Julianna: It’s so nice because older siblings can read it and say, okay, someday, they’re going to be my best friend. I don’t need to trade them in for a guitar. Younger siblings can read it and say, someday, your older brother or sister, they’re going to get it too. They’re going to be your best friend.

Rhett: I think it’s important as parents that we give kids a space to talk about the trickier parts of childhood because it’s so easy to kind of gloss things over for kids. We get to boss them around a little bit. No, don’t worry about that. Go play. Everything’s fine. When you give kids a space to address the things that make them feel threatened or overlooked, I feel like that’s a really valuable thing. You’re teaching them tools that they can use in later life to self-advocate. The reason I started writing kids’ books to begin with was because my kids were little. We read all the books. We wanted more. I thought I could maybe engage them if I were working on poems and books. Now one of them just went to college. The other is about to. The fact that we aggressively pursued this agenda of our kids standing up for themselves, addressing what they were dealing with, the trickier things — it’s okay to be unhappy. It’s also okay to find a path back to happiness. I feel like it’s really serving them well now in their young adult lives.

Julianna: I have a question about that. I feel like parenting strategies have definitely changed from when we were growing up. I’ve wondered about that. How have you seen that kind of approach to parenting shape your children as they’ve gotten older versus the way that some of us were personally raised being told, “You don’t need to feel that way. Something’s bothering you? Just focus on something else. Move on”?

Rhett: Boy, I think anytime you can look a kid in the eyes and talk to them about something that’s real and really let them tell you what they’re going through, assume on their part, a level not only of intelligence and savvy, but also a level of self-awareness that I think we often rob kids of, I think it’s important to give them that opportunity. They will surprise you. For me, not just with vocabulary, but that was something — early on, I decided, I’m not going to hold back with my kids. Not in terms of potty words, necessarily, but just in terms of big words, words. I spoke to them assuming a level of intelligence on their part that they have always rose up to. I think that there is an emotional analogue where you can say, if you assume that they have a depth of feeling that they maybe just don’t have the emotional language to express yet and then you help find it, give them a space to find it, that’s going to serve them well not just in the moment, but in the long run as well.
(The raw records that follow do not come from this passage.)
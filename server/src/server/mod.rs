//! HTTP surface
//!
//! Handlers translate JSON/multipart requests into store, oracle and paint
//! calls; every module error is mapped to an [`ApiError`].

pub mod error;
pub mod routes;
pub mod state;
pub mod types;
pub mod upload;

use axum::Router;
use tower_http::cors::{Any, CorsLayer};
use tower_http::trace::TraceLayer;

pub use error::{ApiError, ApiErrorResponse, ApiJson};
pub use routes::api_routes;
pub use state::AppState;

/// Full application router with tracing and permissive CORS
pub fn build_router(state: AppState) -> Router {
    let cors = CorsLayer::new()
        .allow_origin(Any)
        .allow_methods(Any)
        .allow_headers(Any);

    api_routes(state.max_upload_size)
        .with_state(state)
        .layer(TraceLayer::new_for_http())
        .layer(cors)
}
//! Segmentation oracle boundary
//!
//! The oracle computes masks; this crate only stores, selects and paints
//! them. `HttpOracle` talks to a remote deployment, tests substitute their
//! own implementation of [`SegmentationOracle`].

pub mod remote;
pub mod service;
pub mod types;

pub use remote::HttpOracle;
pub use service::SegmentationOracle;
pub use types::{
    GenerateParams, GeneratedMask, GeneratedMaskSet, OracleError, PromptBox, PromptPoint,
    RemoteColoredMask, RemotePaintResult, SegmentPrompt, SegmentResult,
};
/// GET /list-downloads
async fn list_downloads(
    State(state): State<AppState>,
) -> Result<Json<ListDownloadsResponse>, ApiError> {
    let downloads = state.results.list().await?;
    let total_files = downloads.len();
    let message = if total_files == 0 {
        "No downloads available".to_string()
    } else {
        format!("Found {} downloadable files", total_files)
    };

    Ok(Json(ListDownloadsResponse {
        downloads,
        total_files,
        message,
    }))
}

/// GET /session/:session_id
async fn session_info(
    State(state): State<AppState>,
    Path(session_id): Path<String>,
) -> Result<Json<SessionInfoResponse>, ApiError> {
    let session = state.sessions.get(&session_id).await?;

    Ok(Json(SessionInfoResponse {
        session_id: session.id.clone(),
        filename: session.filename.clone(),
        width: session.width,
        height: session.height,
        created_at: session
            .created_at_utc
            .to_rfc3339_opts(SecondsFormat::Secs, true),
        stored_masks: session.masks().len(),
        message: "Session information retrieved successfully".to_string(),
    }))
}

/// DELETE /session/:session_id
async fn delete_session(
    State(state): State<AppState>,
    Path(session_id): Path<String>,
) -> Result<Json<MessageResponse>, ApiError> {
    state.sessions.delete(&session_id).await?;

    Ok(Json(MessageResponse {
        message: "Session deleted successfully".to_string(),
    }))
}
Julianna: Actually, that brings us back to the book. I loved in the book, how you empowered the older brother to change the baby’s diaper. Every parent gets into that, having been a parent in a pizza restaurant where my child suffers a blowout and looking down and being like, oh, god, I really don’t want to have to deal with that. I wish my kid was old enough to. I love it. In the book, the parents look at the older brother. They say, you know what? You’re old enough. It’s time.

Rhett: I know for me, one of my favorite things when my kids were little was being able to help on the basest level. I changed every diaper that was in play. I went for it. Especially as a dad, the list of things you can really do on a day-to-day basis when kids are really little is so limited. They end up leaning so much on the mom. I felt like, diaper changing, that’s something I can absolutely do. I’ve spent, at that point, twenty-plus years in a rock-and-roll band. I don’t mind gross stuff. I can handle this. I changed every diaper I possibly could. It’s a great example of how members of the family, maybe not just the dad, that aren’t the mom can step up and really be of service. It takes a village. Your family is your first little village. I know when it came to my little brother and sister when I was growing up, I made a lot of dinners. Granted, most of them were nachos in the microwave to begin with, but I made a lot of dinners. I made a lot of school lunches. Once I was able to drive, I did a lot of shuttling around. I would go to father-daughter dances when my dad couldn’t be there with my little sister. I think it’s really important that we emphasize the family unit and strengthen the bonds within the family unit. To me, changing diapers is about as perfect an example of something you can really bring to the table, as it were, of anything.

Julianna: Before we move on, you mentioned you saw gross stuff in your career in a rock band. What’s the PG-13 version of the grossest stuff that you saw?

Rhett: My band will have been together for thirty years next year. Even now — we just did a tour where we wound up in Syracuse one night for a show. The dressing room, every square inch of the wall was covered in graffiti. The couch was held together with duct tape. There were literal bugs in the dressing room. I had to change into my cool rock-and-roll shirt. I had to leave my bag with my personal belongings in that room. I’m thinking, these are the things I do for art because I love my job. If every night was like this, I might not be willing to do it. If I have to deal with bugs and graffiti and a duct-taped couch for one night out of a three-week tour, I can do this. There’s some dark moments on a rock tour.

Julianna: Way darker than a blowout. Then real quick, back to the book, I loved also how you had the baby-changing station in a men’s room. Talk about why that’s important.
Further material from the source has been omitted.